Another solution provided is in the form of a temporary app to deploy across your infrastructure.

Splunk Cloud instances are being fixed automatically by Support, but any forwarders that forward data into Splunk Cloud will need to be remediated as per above.

For my own instance, I swapped the datetime.xml file with the supplied patched XML file. After restarting my instance, the example data from before is parsed properly.

Fixed Datetime.xml file using Splunk 8.0.0

If you are manually updating the file - either by replacing it entirely or replacing the specific lines - be aware that Splunk’s file integrity checker will start throwing InstalledFileHashChecker warning messages. If patched through a version upgrade, the upgrade will come with an updated manifest file. To update this yourself, you can update the datetime.xml entry in your manifest file to have the updated file’s sha256 value, though the messages themselves are benign.

One additional workaround we would recommend, on top of patching your datetime.xml file, is to specify your Magic 6 configuration settings per sourcetype. By default, Splunk resorts to using datetime.xml for datetime extraction. However, if TIME_FORMAT is supplied in your props.conf file, Splunk uses these settings to determine how to process your timestamp using strptime() format. This is highly recommended as this requires less processing by your indexing cluster than using datetime.xml, as your indexer is provided explicit instructions on what your timestamp looks like. The other settings (TIME_PREFIX, MAX_TIMESTAMP_LOOKAHEAD, SHOULD_LINEMERGE, LINE_BREAKER, and TRUNCATE​) should also be implemented for every sourcetype as it will tell Splunk explicitly where you are expecting a timestamp to be in your event.
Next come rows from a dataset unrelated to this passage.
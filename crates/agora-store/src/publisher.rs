//! `EventPublisher` implementations: Redis pub/sub and a log-only fallback.

use agora_core::error::DomainError;
use agora_core::publisher::{EventPublisher, PublishedEvent};
use async_trait::async_trait;
use redis::AsyncCommands;
use redis::aio::ConnectionManager;
use tracing::{debug, info};

/// Publishes events as JSON on Redis channels.
#[derive(Clone)]
pub struct RedisEventPublisher {
    connection: ConnectionManager,
}

impl RedisEventPublisher {
    /// Connects to the Redis server at `redis_url`. The connection manager
    /// reconnects on its own after transient failures.
    ///
    /// # Errors
    ///
    /// Returns `DomainError::Storage` if the URL is invalid or the server
    /// cannot be reached.
    pub async fn connect(redis_url: &str) -> Result<Self, DomainError> {
        let client = redis::Client::open(redis_url).map_err(DomainError::storage)?;
        let connection = client
            .get_connection_manager()
            .await
            .map_err(DomainError::storage)?;
        Ok(Self { connection })
    }
}

impl std::fmt::Debug for RedisEventPublisher {
    fn fmt(&self, f: &mut std::fmt::Formatter<'_>) -> std::fmt::Result {
        f.debug_struct("RedisEventPublisher").finish_non_exhaustive()
    }
}

#[async_trait]
impl EventPublisher for RedisEventPublisher {
    async fn publish(&self, channel: &str, event: &PublishedEvent) -> Result<(), DomainError> {
        let payload = serde_json::to_string(event).map_err(DomainError::storage)?;
        let mut connection = self.connection.clone();
        let receivers: i64 = connection
            .publish(channel, payload)
            .await
            .map_err(DomainError::storage)?;
        debug!(%channel, event_type = %event.event_type, receivers, "published event");
        Ok(())
    }
}

/// Writes each event to the log instead of a transport. Used when no Redis
/// server is configured.
#[derive(Debug, Default, Clone, Copy)]
pub struct TracingEventPublisher;

#[async_trait]
impl EventPublisher for TracingEventPublisher {
    async fn publish(&self, channel: &str, event: &PublishedEvent) -> Result<(), DomainError> {
        info!(%channel, event_type = %event.event_type, data = %event.data, "event");
        Ok(())
    }
}

#[cfg(test)]
mod tests {
    use super::*;

    #[tokio::test]
    async fn test_tracing_publisher_accepts_every_event() {
        let event = PublishedEvent {
            event_type: "social.post_created".into(),
            data: serde_json::json!({ "payload": {} }),
        };

        let result = TracingEventPublisher.publish("social.post_created", &event).await;

        assert!(result.is_ok());
    }

    #[tokio::test]
    async fn test_redis_publisher_rejects_malformed_url() {
        let result = RedisEventPublisher::connect("not a url").await;

        assert!(matches!(result, Err(DomainError::Storage(_))));
    }
}
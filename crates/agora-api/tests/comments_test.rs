//! Integration tests for the comment routes against PostgreSQL.

mod common;

use axum::http::StatusCode;
use serde_json::{Value, json};
use sqlx::PgPool;

async fn seed_post(app: &common::TestApp) -> String {
    let (_, created) = common::post_json(
        &app.router,
        "/posts",
        "U1",
        &json!({ "title": "Thread", "content": "start" }),
    )
    .await;
    created["post_id"].as_str().unwrap().to_owned()
}

async fn reply_to(app: &common::TestApp, comment: &Value, user: &str) -> (StatusCode, Value) {
    let uri = format!(
        "/comments/{}/replies",
        comment["comment_id"].as_str().unwrap()
    );
    common::post_json(&app.router, &uri, user, &json!({ "content": "re" })).await
}

#[sqlx::test(migrations = "../../migrations")]
async fn test_thread_is_listed_in_creation_order(pool: PgPool) {
    // Arrange
    let app = common::build_test_app(pool);
    let post_id = seed_post(&app).await;
    let comments_uri = format!("/posts/{post_id}/comments");

    // Act
    let (status, root) =
        common::post_json(&app.router, &comments_uri, "U2", &json!({ "content": "a" })).await;
    let (_, reply) = reply_to(&app, &root, "U3").await;
    let (_, listed) = common::get_json(&app.router, &comments_uri).await;

    // Assert
    assert_eq!(status, StatusCode::CREATED);
    assert_eq!(reply["level"], 1);
    assert_eq!(reply["post_id"], post_id.as_str());
    let ids: Vec<&Value> = listed
        .as_array()
        .unwrap()
        .iter()
        .map(|c| &c["comment_id"])
        .collect();
    assert_eq!(ids, vec![&root["comment_id"], &reply["comment_id"]]);
}

#[sqlx::test(migrations = "../../migrations")]
async fn test_fourth_level_reply_is_rejected(pool: PgPool) {
    // Arrange
    let app = common::build_test_app(pool);
    let post_id = seed_post(&app).await;
    let (_, mut comment) = common::post_json(
        &app.router,
        &format!("/posts/{post_id}/comments"),
        "U2",
        &json!({ "content": "root" }),
    )
    .await;
    for _ in 0..3 {
        let (status, reply) = reply_to(&app, &comment, "U2").await;
        assert_eq!(status, StatusCode::CREATED);
        comment = reply;
    }

    // Act
    let (status, body) = reply_to(&app, &comment, "U2").await;

    // Assert
    assert_eq!(comment["level"], 3);
    assert_eq!(status, StatusCode::BAD_REQUEST);
    assert_eq!(body["error"], "validation_error");
}

#[sqlx::test(migrations = "../../migrations")]
async fn test_comment_like_and_delete(pool: PgPool) {
    // Arrange
    let app = common::build_test_app(pool);
    let post_id = seed_post(&app).await;
    let (_, comment) = common::post_json(
        &app.router,
        &format!("/posts/{post_id}/comments"),
        "U2",
        &json!({ "content": "like me" }),
    )
    .await;
    let (_, reply) = reply_to(&app, &comment, "U3").await;
    let comment_uri = format!("/comments/{}", comment["comment_id"].as_str().unwrap());
    let reply_uri = format!("/comments/{}", reply["comment_id"].as_str().unwrap());

    // Act
    let (_, liked) =
        common::send(&app.router, "POST", &format!("{comment_uri}/like"), Some("U5"), None).await;
    let (denied, _) = common::send(&app.router, "DELETE", &comment_uri, Some("U3"), None).await;
    let (deleted, _) = common::send(&app.router, "DELETE", &comment_uri, Some("U2"), None).await;
    let (reply_after, _) = common::get_json(&app.router, &reply_uri).await;

    // Assert
    assert_eq!(liked["like_count"], 1);
    assert_eq!(denied, StatusCode::FORBIDDEN);
    assert_eq!(deleted, StatusCode::NO_CONTENT);
    assert_eq!(reply_after, StatusCode::NOT_FOUND);
}

#[sqlx::test(migrations = "../../migrations")]
async fn test_replies_of_unknown_comment_is_404(pool: PgPool) {
    let app = common::build_test_app(pool);
    let uri = format!("/comments/{}/replies", uuid::Uuid::new_v4());

    let (status, body) = common::get_json(&app.router, &uri).await;

    assert_eq!(status, StatusCode::NOT_FOUND);
    assert_eq!(body["error"], "aggregate_not_found");
}
//! Shared application state.

use std::sync::Arc;

use agora_core::blob_storage::BlobStorage;
use agora_core::error::DomainError;
use agora_social::application::bootstrap::{SocialBus, SocialServices, bootstrap};
use agora_social::application::unit_of_work::SocialUnitOfWork;
use agora_social::domain::store::SocialStore;

/// Application state shared across all request handlers.
#[derive(Clone)]
pub struct AppState {
    /// The social message bus; commands go through here.
    pub bus: Arc<SocialBus>,
    /// Store read by query handlers.
    pub store: Arc<dyn SocialStore>,
    /// Resolves image URLs for views.
    pub blob_storage: Arc<dyn BlobStorage>,
    /// Which store backs the server, reported by `/health`.
    pub backend: &'static str,
}

impl AppState {
    /// Wires the bus over `services` and keeps the pieces queries need.
    ///
    /// # Errors
    ///
    /// Returns `DomainError::Configuration` if the handler registry is
    /// incomplete.
    pub fn new(services: SocialServices, backend: &'static str) -> Result<Self, DomainError> {
        let store = Arc::clone(&services.store);
        let blob_storage = Arc::clone(&services.blob_storage);
        let bus = bootstrap(services)?;
        Ok(Self {
            bus: Arc::new(bus),
            store,
            blob_storage,
            backend,
        })
    }

    /// A fresh unit of work for one read.
    #[must_use]
    pub fn reader(&self) -> SocialUnitOfWork {
        SocialUnitOfWork::new(Arc::clone(&self.store))
    }
}

impl std::fmt::Debug for AppState {
    fn fmt(&self, f: &mut std::fmt::Formatter<'_>) -> std::fmt::Result {
        f.debug_struct("AppState")
            .field("backend", &self.backend)
            .finish_non_exhaustive()
    }
}
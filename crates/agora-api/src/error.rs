//! Agora API error types.

use agora_core::error::DomainError;
use axum::Json;
use axum::http::StatusCode;
use axum::response::{IntoResponse, Response};
use serde::Serialize;
use thiserror::Error;

/// Startup and runtime errors for the API server.
#[derive(Debug, Error)]
pub enum AppError {
    /// An environment variable is invalid.
    #[error("configuration error: {0}")]
    Config(String),

    /// Wiring the store, publisher or bus failed.
    #[error("startup error: {0}")]
    Domain(#[from] DomainError),

    /// Network binding or I/O error.
    #[error("server error: {0}")]
    Server(#[from] std::io::Error),
}

/// JSON body returned for error responses.
#[derive(Debug, Serialize)]
pub struct ErrorBody {
    /// Machine-readable error code.
    pub error: &'static str,
    /// Human-readable error message.
    pub message: String,
}

/// HTTP-layer error that implements `IntoResponse`.
#[derive(Debug)]
pub enum ApiError {
    /// A domain or infrastructure failure.
    Domain(DomainError),
    /// The caller is not allowed to perform the action.
    Forbidden(String),
    /// The request carries no usable `user-id` header.
    Unauthorized,
}

impl From<DomainError> for ApiError {
    fn from(err: DomainError) -> Self {
        Self::Domain(err)
    }
}

impl IntoResponse for ApiError {
    fn into_response(self) -> Response {
        let (status, error, message) = match self {
            Self::Domain(err) => {
                let (status, code) = match &err {
                    DomainError::AggregateNotFound(_) => {
                        (StatusCode::NOT_FOUND, "aggregate_not_found")
                    }
                    DomainError::Validation(_) => (StatusCode::BAD_REQUEST, "validation_error"),
                    DomainError::Storage(_) => (StatusCode::INTERNAL_SERVER_ERROR, "storage_error"),
                    DomainError::Configuration(_) => {
                        (StatusCode::INTERNAL_SERVER_ERROR, "configuration_error")
                    }
                };
                (status, code, err.to_string())
            }
            Self::Forbidden(message) => (StatusCode::FORBIDDEN, "forbidden", message),
            Self::Unauthorized => (
                StatusCode::UNAUTHORIZED,
                "unauthorized",
                "missing user-id header".to_owned(),
            ),
        };

        (status, Json(ErrorBody { error, message })).into_response()
    }
}
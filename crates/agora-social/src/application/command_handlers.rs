//! Command handlers for the social context.
//!
//! Each handler opens one unit-of-work scope, loads what it needs, runs the
//! aggregate behavior and commits. Refused actions are not errors: the
//! aggregate records a denial event, nothing is committed, and the scope
//! forwards the denial when it is dropped.

use agora_core::clock::Clock;
use agora_core::error::DomainError;
use tracing::{info, instrument};

use crate::application::unit_of_work::SocialUnitOfWork;
use crate::domain::aggregates::Post;
use crate::domain::commands::{
    CommentPost, CreatePost, DeleteComment, DeletePost, EditPost, LikeUnlikeComment,
    LikeUnlikePost, ReplyComment,
};

/// Handles `CreatePost`: builds the post and inserts it.
///
/// # Errors
///
/// Returns `DomainError::Validation` for unusable image names, or
/// `DomainError::Storage` if the insert fails.
#[instrument(skip_all, fields(author_id = %command.author_id, images = command.images.len()))]
pub async fn handle_create_post(
    command: &CreatePost,
    uow: &SocialUnitOfWork,
    clock: &dyn Clock,
) -> Result<(), DomainError> {
    let post = Post::create(
        &command.title,
        &command.content,
        &command.author_id,
        command.images.clone(),
        command.correlation_id,
        clock,
    )?;
    let post_id = post.id;

    let mut scope = uow.begin();
    scope.posts().add(post);
    scope.commit().await?;

    info!(%post_id, "post created");
    Ok(())
}

/// Handles `EditPost`: edits the post if the user is its author.
///
/// # Errors
///
/// Returns `DomainError::AggregateNotFound` if the post does not exist, or
/// `DomainError::Storage` if the update fails.
#[instrument(skip_all, fields(post_id = %command.post_id, user_id = %command.user_id))]
pub async fn handle_edit_post(
    command: &EditPost,
    uow: &SocialUnitOfWork,
    clock: &dyn Clock,
) -> Result<(), DomainError> {
    let mut scope = uow.begin();
    let edited = scope
        .posts()
        .edit(command.post_id, |post| {
            post.edit(
                &command.user_id,
                &command.title,
                &command.content,
                command.correlation_id,
                clock,
            )
        })
        .await?;

    if edited {
        scope.commit().await?;
    } else {
        info!("post edit refused");
    }
    Ok(())
}

/// Handles `DeletePost`: deletes the post and its comments if the user is
/// its author.
///
/// # Errors
///
/// Returns `DomainError::AggregateNotFound` if the post does not exist, or
/// `DomainError::Storage` if the delete fails.
#[instrument(skip_all, fields(post_id = %command.post_id, user_id = %command.user_id))]
pub async fn handle_delete_post(
    command: &DeletePost,
    uow: &SocialUnitOfWork,
    clock: &dyn Clock,
) -> Result<(), DomainError> {
    let mut scope = uow.begin();
    let post = scope.posts().get(command.post_id).await?;
    if !post.delete(&command.user_id, command.correlation_id, clock) {
        info!("post delete refused");
        return Ok(());
    }

    scope.posts().delete(command.post_id).await?;
    scope.commit().await
}

/// Handles `LikeUnlikePost`: toggles the user's like.
///
/// # Errors
///
/// Returns `DomainError::AggregateNotFound` if the post does not exist, or
/// `DomainError::Storage` if the update fails.
pub async fn handle_like_unlike_post(
    command: &LikeUnlikePost,
    uow: &SocialUnitOfWork,
    clock: &dyn Clock,
) -> Result<(), DomainError> {
    let mut scope = uow.begin();
    scope
        .posts()
        .edit(command.post_id, |post| {
            post.like_unlike(&command.user_id, command.correlation_id, clock)
        })
        .await?;
    scope.commit().await
}

/// Handles `CommentPost`: adds a top-level comment to the post.
///
/// # Errors
///
/// Returns `DomainError::AggregateNotFound` if the post does not exist, or
/// `DomainError::Storage` if the insert fails.
pub async fn handle_comment_post(
    command: &CommentPost,
    uow: &SocialUnitOfWork,
    clock: &dyn Clock,
) -> Result<(), DomainError> {
    let mut scope = uow.begin();
    let post = scope.posts().get(command.post_id).await?;
    let comment = post.comment(
        &command.user_id,
        &command.content,
        command.correlation_id,
        clock,
    )?;
    scope.comments().add(comment);
    scope.commit().await
}

/// Handles `ReplyComment`: adds a reply one level below the comment.
///
/// # Errors
///
/// Returns `DomainError::Validation` if the reply would nest deeper than
/// three levels, `DomainError::AggregateNotFound` if the comment does not
/// exist, or `DomainError::Storage` if the insert fails.
#[instrument(skip_all, fields(comment_id = %command.comment_id, user_id = %command.user_id))]
pub async fn handle_reply_comment(
    command: &ReplyComment,
    uow: &SocialUnitOfWork,
    clock: &dyn Clock,
) -> Result<(), DomainError> {
    let mut scope = uow.begin();
    let parent = scope.comments().get(command.comment_id).await?;
    let reply = parent.reply(
        &command.user_id,
        &command.content,
        command.correlation_id,
        clock,
    )?;
    scope.comments().add(reply);
    scope.commit().await
}

/// Handles `LikeUnlikeComment`: toggles the user's like.
///
/// # Errors
///
/// Returns `DomainError::AggregateNotFound` if the comment does not exist,
/// or `DomainError::Storage` if the update fails.
pub async fn handle_like_unlike_comment(
    command: &LikeUnlikeComment,
    uow: &SocialUnitOfWork,
    clock: &dyn Clock,
) -> Result<(), DomainError> {
    let mut scope = uow.begin();
    scope
        .comments()
        .edit(command.comment_id, |comment| {
            comment.like_unlike(&command.user_id, command.correlation_id, clock)
        })
        .await?;
    scope.commit().await
}

/// Handles `DeleteComment`: deletes the comment and its replies if the user
/// is its author.
///
/// # Errors
///
/// Returns `DomainError::AggregateNotFound` if the comment does not exist,
/// or `DomainError::Storage` if the delete fails.
#[instrument(skip_all, fields(comment_id = %command.comment_id, user_id = %command.user_id))]
pub async fn handle_delete_comment(
    command: &DeleteComment,
    uow: &SocialUnitOfWork,
    clock: &dyn Clock,
) -> Result<(), DomainError> {
    let mut scope = uow.begin();
    let comment = scope.comments().get(command.comment_id).await?;
    if !comment.delete(&command.user_id, command.correlation_id, clock) {
        info!("comment delete refused");
        return Ok(());
    }

    scope.comments().delete(command.comment_id).await?;
    scope.commit().await
}
//! Domain model for the social context.

pub mod aggregates;
pub mod commands;
pub mod entities;
pub mod events;
pub mod records;
pub mod store;
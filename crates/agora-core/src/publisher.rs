//! Outbound pub/sub port.

use async_trait::async_trait;

use crate::error::DomainError;

/// A serialized event as handed to the pub/sub transport.
#[derive(Debug, Clone, PartialEq, serde::Serialize, serde::Deserialize)]
pub struct PublishedEvent {
    /// Event type name.
    pub event_type: String,
    /// Event metadata and payload.
    pub data: serde_json::Value,
}

/// Forwards domain events to an external pub/sub transport.
///
/// Delivery failures are the publishing handler's concern; the bus only
/// logs them.
#[async_trait]
pub trait EventPublisher: Send + Sync {
    /// Publish `event` on `channel`.
    async fn publish(&self, channel: &str, event: &PublishedEvent) -> Result<(), DomainError>;
}

impl PublishedEvent {
    /// Builds the transport envelope for a domain event.
    pub fn from_event<E: crate::event::DomainEvent>(event: &E) -> Self {
        Self {
            event_type: event.event_type().to_owned(),
            data: serde_json::json!({
                "metadata": event.metadata(),
                "payload": event.to_payload(),
            }),
        }
    }
}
Be aware that due to how Splunk operates, any data that is ingested prior to this fix being put in place in your system WILL NOT be fixed-forward as it has already been indexed at this point. This data would have to be re-indexed to correct this matter.

References

As well as the below links, there is active discussion in the #splunky2k Splunk Community Slack Channel — you can sign up for the Slack Group at http://splk.it/slack

YouTube Video of the WebEx Event Adarma Hosted

Speaker: Harry McLaren

Adarma Slide Deck Detailing the Situation

What timestamp does Splunk use?

Timestamps are stored in UNIX time This moment in time is sometimes referred to as epoch time. UNIX time appears as a series of numbers, for example 1518632124 . You can use any UNIX time converter to convert the UNIX time to either GMT or your local time.

Is timestamp a default field of Splunk event?

A default field that represents time information in an event. Most events contain timestamps. In cases where an event does not contain timestamp information, Splunk Enterprise attempts to assign a timestamp value to the event at index time.

How do you define a timestamp?

A timestamp is the current time of an event that a computer records. Through mechanisms, such as the Network Time Protocol, a computer maintains accurate current time, calibrated to minute fractions of a second.

How do I change time stamp on Splunk?

If you have Splunk Cloud Platform and need to modify timestamp extraction, use a heavy forwarder to ingest the data and send it to the Splunk Cloud Platform instance. The heavy forwarder lets you specify configurations that extract the timestamps.